Il se sauva aussitôt, laissant Croisset pour Paris, ayant tenu sa promesse vieille de dix mois, de ne pas y remettre les pieds avant d’avoir enfin terminé son roman. Ce fut vraiment l’œuvre la plus pénible de sa vie. Elle lui demanda plus de recherches et lui donna plus de difficultés de composition que Madame Bovary, de doutes aussi sur sa valeur et son intérêt. « … Il me semble que Salammbô est embêtante à crever », avait-il écrit à Feydeau, et pourtant, si Madame Bovary tourne autour de quelques personnages comme au théâtre, Salammbô fait apparaître les masses en mouvement, c’est peut-être l’un des côtés négligés par la critique contemporaine.

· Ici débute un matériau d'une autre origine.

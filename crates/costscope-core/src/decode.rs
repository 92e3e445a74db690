//! Typed decoding of result rows
//!
//! Each column is read according to the data type of the output field at the
//! same position. Doubles are rounded to cents and opaque ids are resolved to
//! display names through the [`EntityNameCache`].

use chrono::{DateTime, Utc};

use crate::cache::EntityNameCache;
use crate::error::{Error, Result};
use crate::models::EntityRef;
use crate::schema::{BillingField, DataType};

/// Raw column value as returned by an executor
#[derive(Debug, Clone, PartialEq)]
pub enum ScalarValue {
    /// SQL NULL
    Null,
    /// Text
    Text(String),
    /// 64-bit integer
    Integer(i64),
    /// Double precision
    Double(f64),
    /// Timestamp in UTC
    Timestamp(DateTime<Utc>),
}

impl ScalarValue {
    fn kind(&self) -> &'static str {
        match self {
            Self::Null => "NULL",
            Self::Text(_) => "STRING",
            Self::Integer(_) => "INTEGER",
            Self::Double(_) => "DOUBLE",
            Self::Timestamp(_) => "TIMESTAMP",
        }
    }
}

/// One raw row, columns in select order
pub type ScalarRow = Vec<ScalarValue>;

/// Decoded column value
#[derive(Debug, Clone, PartialEq)]
pub enum FieldValue {
    /// SQL NULL
    Null,
    /// Dimension value with its display name
    Reference(EntityRef),
    /// Count
    Integer(i64),
    /// Amount rounded to cents
    Double(f64),
    /// Epoch millis
    Timestamp(i64),
}

/// Round half up to two decimals; negative halves move toward zero
pub fn round_cents(value: f64) -> f64 {
    (value * 100.0 + 0.5).floor() / 100.0
}

/// Decoded row
#[derive(Debug, Clone, PartialEq, Default)]
pub struct DecodedRow {
    values: Vec<(BillingField, FieldValue)>,
}

impl DecodedRow {
    /// Row from already decoded values
    pub fn new(values: Vec<(BillingField, FieldValue)>) -> Self {
        Self { values }
    }

    /// Fields and values in select order
    pub fn iter(&self) -> impl Iterator<Item = &(BillingField, FieldValue)> {
        self.values.iter()
    }

    /// First value of `field`
    pub fn get(&self, field: BillingField) -> Option<&FieldValue> {
        self.values.iter().find(|(f, _)| *f == field).map(|(_, v)| v)
    }

    /// Double value of `field`, `None` when absent or null
    pub fn double(&self, field: BillingField) -> Option<f64> {
        match self.get(field) {
            Some(FieldValue::Double(v)) => Some(*v),
            _ => None,
        }
    }

    /// Integer value of `field`
    pub fn integer(&self, field: BillingField) -> Option<i64> {
        match self.get(field) {
            Some(FieldValue::Integer(v)) => Some(*v),
            _ => None,
        }
    }

    /// Timestamp of `field` in epoch millis
    pub fn timestamp(&self, field: BillingField) -> Option<i64> {
        match self.get(field) {
            Some(FieldValue::Timestamp(v)) => Some(*v),
            _ => None,
        }
    }

    /// Entity reference of `field`
    pub fn reference(&self, field: BillingField) -> Option<&EntityRef> {
        match self.get(field) {
            Some(FieldValue::Reference(r)) => Some(r),
            _ => None,
        }
    }
}

/// Decodes rows for one compiled query
#[derive(Debug, Clone, Copy)]
pub struct RowDecoder<'a> {
    fields: &'a [BillingField],
    names: &'a EntityNameCache,
}

impl<'a> RowDecoder<'a> {
    /// Decoder for rows selecting `fields`
    pub fn new(fields: &'a [BillingField], names: &'a EntityNameCache) -> Self {
        Self { fields, names }
    }

    /// Decode one row
    pub async fn decode(&self, row: ScalarRow) -> Result<DecodedRow> {
        if row.len() != self.fields.len() {
            return Err(Error::decode(
                "row",
                format!("{} columns", self.fields.len()),
                format!("{} columns", row.len()),
            ));
        }

        let mut values = Vec::with_capacity(row.len());
        for (&field, scalar) in self.fields.iter().zip(row) {
            let value = self.decode_value(field, scalar).await?;
            values.push((field, value));
        }
        Ok(DecodedRow { values })
    }

    async fn decode_value(&self, field: BillingField, scalar: ScalarValue) -> Result<FieldValue> {
        let expected = field.data_type();
        let value = match (expected, scalar) {
            (_, ScalarValue::Null) => FieldValue::Null,
            (DataType::Double, ScalarValue::Double(v)) => FieldValue::Double(round_cents(v)),
            (DataType::Double, ScalarValue::Integer(v)) => FieldValue::Double(round_cents(v as f64)),
            (DataType::Integer, ScalarValue::Integer(v)) => FieldValue::Integer(v),
            (DataType::Timestamp, ScalarValue::Timestamp(t)) => {
                FieldValue::Timestamp(t.timestamp_millis())
            }
            (DataType::String, ScalarValue::Text(id)) => {
                let name = self.names.resolve(field, &id).await;
                FieldValue::Reference(EntityRef::new(id, name, field.entity_type()))
            }
            (_, other) => {
                return Err(Error::decode(
                    field.alias(),
                    expected.to_string(),
                    other.kind(),
                ))
            }
        };
        Ok(value)
    }
}

/// Finite, non-restartable sequence of decoded rows
pub struct DecodedRows<'a> {
    rows: std::vec::IntoIter<ScalarRow>,
    decoder: RowDecoder<'a>,
}

impl<'a> DecodedRows<'a> {
    /// Sequence over `rows`
    pub fn new(rows: Vec<ScalarRow>, decoder: RowDecoder<'a>) -> Self {
        Self {
            rows: rows.into_iter(),
            decoder,
        }
    }

    /// Number of rows not yet decoded
    pub fn remaining(&self) -> usize {
        self.rows.len()
    }

    /// Decode the next row
    pub async fn next_row(&mut self) -> Option<Result<DecodedRow>> {
        let row = self.rows.next()?;
        Some(self.decoder.decode(row).await)
    }

    /// Decode every remaining row, stopping at the first error
    pub async fn try_collect(mut self) -> Result<Vec<DecodedRow>> {
        let mut decoded = Vec::with_capacity(self.remaining());
        while let Some(row) = self.next_row().await {
            decoded.push(row?);
        }
        Ok(decoded)
    }
}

L’édition et la publication

Après ce repos parisien, il reviendra, en mai, à Croisset, pour parfaire son roman : « … J’ai la tête pleine de ratures, je suis harassé, excédé, ahuri par Salammbô… » La peur de la publication, le « trac » des artistes s’ajoutent aux nausées de l’œuvre : « … J’ai laissé la Bovary dormir pendant six mois, après sa terminaison et quand j’ai eu gagné mon procès, sans ma mère et Bouilhet, je m’en serais tenu là et ne l’aurais pas publié en volume… ». La publication et le triomphe des Misérables l’inquiètent aussi pour son roman, « … car le père Hugo prendra longtemps la place pour lui seul… », écrivait-il à Feydeau, et toujours à Mlle Leroyer de Chantepie : « … Bref, je trouve un peu imprudent et impudent de me risquer à côté d’une si grande chose. Il y a des gens devant lesquels on doit s’incliner et leur dire : « Après vous, monsieur. Victor Hugo est de ceux-là… »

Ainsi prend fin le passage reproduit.